- WHAT YOU WILL DO -
The whole listing is to be set down again without alteration.

*** DATA FOR THIS EXERCISE ***

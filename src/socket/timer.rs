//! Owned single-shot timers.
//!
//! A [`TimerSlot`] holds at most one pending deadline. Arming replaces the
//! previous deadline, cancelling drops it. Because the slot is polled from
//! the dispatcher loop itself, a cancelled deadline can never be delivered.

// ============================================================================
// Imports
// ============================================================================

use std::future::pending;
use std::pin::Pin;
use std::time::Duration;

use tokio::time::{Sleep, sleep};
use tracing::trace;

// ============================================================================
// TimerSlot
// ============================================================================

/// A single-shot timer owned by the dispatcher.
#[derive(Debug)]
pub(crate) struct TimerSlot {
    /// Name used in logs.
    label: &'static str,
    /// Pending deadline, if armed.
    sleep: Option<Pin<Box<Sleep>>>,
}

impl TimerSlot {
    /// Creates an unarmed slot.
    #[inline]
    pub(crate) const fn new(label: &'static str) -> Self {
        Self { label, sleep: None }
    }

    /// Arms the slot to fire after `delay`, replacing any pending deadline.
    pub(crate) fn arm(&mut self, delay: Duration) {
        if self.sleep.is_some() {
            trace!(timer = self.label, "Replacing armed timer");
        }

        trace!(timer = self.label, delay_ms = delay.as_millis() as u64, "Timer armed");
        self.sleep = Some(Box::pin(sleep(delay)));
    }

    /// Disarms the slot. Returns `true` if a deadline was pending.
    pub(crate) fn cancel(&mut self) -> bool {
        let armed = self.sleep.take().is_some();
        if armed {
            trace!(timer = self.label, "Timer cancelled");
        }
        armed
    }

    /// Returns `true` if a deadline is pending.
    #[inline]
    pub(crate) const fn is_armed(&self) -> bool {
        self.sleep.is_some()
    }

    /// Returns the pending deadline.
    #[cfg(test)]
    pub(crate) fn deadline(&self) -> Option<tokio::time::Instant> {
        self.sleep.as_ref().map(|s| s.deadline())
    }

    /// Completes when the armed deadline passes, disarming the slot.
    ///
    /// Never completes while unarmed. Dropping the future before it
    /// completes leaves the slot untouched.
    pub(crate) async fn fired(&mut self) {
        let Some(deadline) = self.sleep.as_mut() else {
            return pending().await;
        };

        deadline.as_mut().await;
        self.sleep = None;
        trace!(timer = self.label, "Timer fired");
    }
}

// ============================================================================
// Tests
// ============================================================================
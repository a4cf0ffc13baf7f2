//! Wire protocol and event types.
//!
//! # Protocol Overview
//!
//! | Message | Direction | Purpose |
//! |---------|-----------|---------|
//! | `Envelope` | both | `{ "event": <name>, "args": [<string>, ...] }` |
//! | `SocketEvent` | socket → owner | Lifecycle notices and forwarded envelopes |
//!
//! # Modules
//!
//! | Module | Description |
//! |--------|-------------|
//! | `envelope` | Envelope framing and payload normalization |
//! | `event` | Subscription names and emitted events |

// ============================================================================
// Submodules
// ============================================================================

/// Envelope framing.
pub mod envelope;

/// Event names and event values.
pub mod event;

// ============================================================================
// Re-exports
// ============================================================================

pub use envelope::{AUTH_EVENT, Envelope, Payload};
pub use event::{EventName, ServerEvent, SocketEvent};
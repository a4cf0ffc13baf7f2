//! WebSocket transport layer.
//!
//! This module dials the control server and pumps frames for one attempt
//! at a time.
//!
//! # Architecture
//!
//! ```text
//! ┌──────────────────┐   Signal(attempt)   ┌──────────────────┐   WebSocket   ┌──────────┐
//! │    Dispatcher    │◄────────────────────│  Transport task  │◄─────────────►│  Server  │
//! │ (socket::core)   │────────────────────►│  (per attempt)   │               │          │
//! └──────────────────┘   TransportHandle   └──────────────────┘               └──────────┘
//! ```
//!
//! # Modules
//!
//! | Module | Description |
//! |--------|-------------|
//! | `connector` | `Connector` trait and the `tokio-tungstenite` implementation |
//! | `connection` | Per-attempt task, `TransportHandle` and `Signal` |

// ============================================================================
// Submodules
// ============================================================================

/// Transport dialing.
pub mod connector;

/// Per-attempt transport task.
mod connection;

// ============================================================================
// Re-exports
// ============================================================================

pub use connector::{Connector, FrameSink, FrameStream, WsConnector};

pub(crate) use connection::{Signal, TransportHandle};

*** End of DATA FOR THIS EXERCISE ***

- EXERCISE RESULT -
filename src/socket/timer.rs
//! Owned single-shot timers.
//!
//! A [`TimerSlot`] holds at most one pending deadline. Arming replaces the
//! previous deadline, cancelling drops it. Because the slot is polled from
//! the dispatcher loop itself, a cancelled deadline can never be delivered.

// ============================================================================
// Imports
// ============================================================================

use std::future::pending;
use std::pin::Pin;
use std::time::Duration;

use tokio::time::{Sleep, sleep};
use tracing::trace;

// ============================================================================
// TimerSlot
// ============================================================================

/// A single-shot timer owned by the dispatcher.
#[derive(Debug)]
pub(crate) struct TimerSlot {
    /// Name used in logs.
    label: &'static str,
    /// Pending deadline, if armed.
    sleep: Option<Pin<Box<Sleep>>>,
}

impl TimerSlot {
    /// Creates an unarmed slot.
    #[inline]
    pub(crate) const fn new(label: &'static str) -> Self {
        Self { label, sleep: None }
    }

    /// Arms the slot to fire after `delay`, replacing any pending deadline.
    pub(crate) fn arm(&mut self, delay: Duration) {
        if self.sleep.is_some() {
            trace!(timer = self.label, "Replacing armed timer");
        }

        trace!(timer = self.label, delay_ms = delay.as_millis() as u64, "Timer armed");
        self.sleep = Some(Box::pin(sleep(delay)));
    }

    /// Disarms the slot. Returns `true` if a deadline was pending.
    pub(crate) fn cancel(&mut self) -> bool {
        let armed = self.sleep.take().is_some();
        if armed {
            trace!(timer = self.label, "Timer cancelled");
        }
        armed
    }

    /// Returns `true` if a deadline is pending.
    #[inline]
    pub(crate) const fn is_armed(&self) -> bool {
        self.sleep.is_some()
    }

    /// Returns the pending deadline.
    #[cfg(test)]
    pub(crate) fn deadline(&self) -> Option<tokio::time::Instant> {
        self.sleep.as_ref().map(|s| s.deadline())
    }

    /// Completes when the armed deadline passes, disarming the slot.
    ///
    /// Never completes while unarmed. Dropping the future before it
    /// completes leaves the slot untouched.
    pub(crate) async fn fired(&mut self) {
        let Some(deadline) = self.sleep.as_mut() else {
            return pending().await;
        };

        deadline.as_mut().await;
        self.sleep = None;
        trace!(timer = self.label, "Timer fired");
    }
}

// ============================================================================
// Tests
// ============================================================================
repository a4cf0ffc13baf7f2
//! Wire protocol and event types.
//!
//! # Protocol Overview
//!
//! | Message | Direction | Purpose |
//! |---------|-----------|---------|
//! | `Envelope` | both | `{ "event": <name>, "args": [<string>, ...] }` |
//! | `SocketEvent` | socket → owner | Lifecycle notices and forwarded envelopes |
//!
//! # Modules
//!
//! | Module | Description |
//! |--------|-------------|
//! | `envelope` | Envelope framing and payload normalization |
//! | `event` | Subscription names and emitted events |

// ============================================================================
// Submodules
// ============================================================================

/// Envelope framing.
pub mod envelope;

/// Event names and event values.
pub mod event;

// ============================================================================
// Re-exports
// ============================================================================

pub use envelope::{AUTH_EVENT, Envelope, Payload};
pub use event::{EventName, ServerEvent, SocketEvent};
repository a4cf0ffc13baf7f2
//! WebSocket transport layer.
//!
//! This module dials the control server and pumps frames for one attempt
//! at a time.
//!
//! # Architecture
//!
//! ```text
//! ┌──────────────────┐   Signal(attempt)   ┌──────────────────┐   WebSocket   ┌──────────┐
//! │    Dispatcher    │◄────────────────────│  Transport task  │◄─────────────►│  Server  │
//! │ (socket::core)   │────────────────────►│  (per attempt)   │               │          │
//! └──────────────────┘   TransportHandle   └──────────────────┘               └──────────┘
//! ```
//!
//! # Modules
//!
//! | Module | Description |
//! |--------|-------------|
//! | `connector` | `Connector` trait and the `tokio-tungstenite` implementation |
//! | `connection` | Per-attempt task, `TransportHandle` and `Signal` |

// ============================================================================
// Submodules
// ============================================================================

/// Transport dialing.
pub mod connector;

/// Per-attempt transport task.
mod connection;

// ============================================================================
// Re-exports
// ============================================================================

pub use connector::{Connector, FrameSink, FrameStream, WsConnector};

pub(crate) use connection::{Signal, TransportHandle};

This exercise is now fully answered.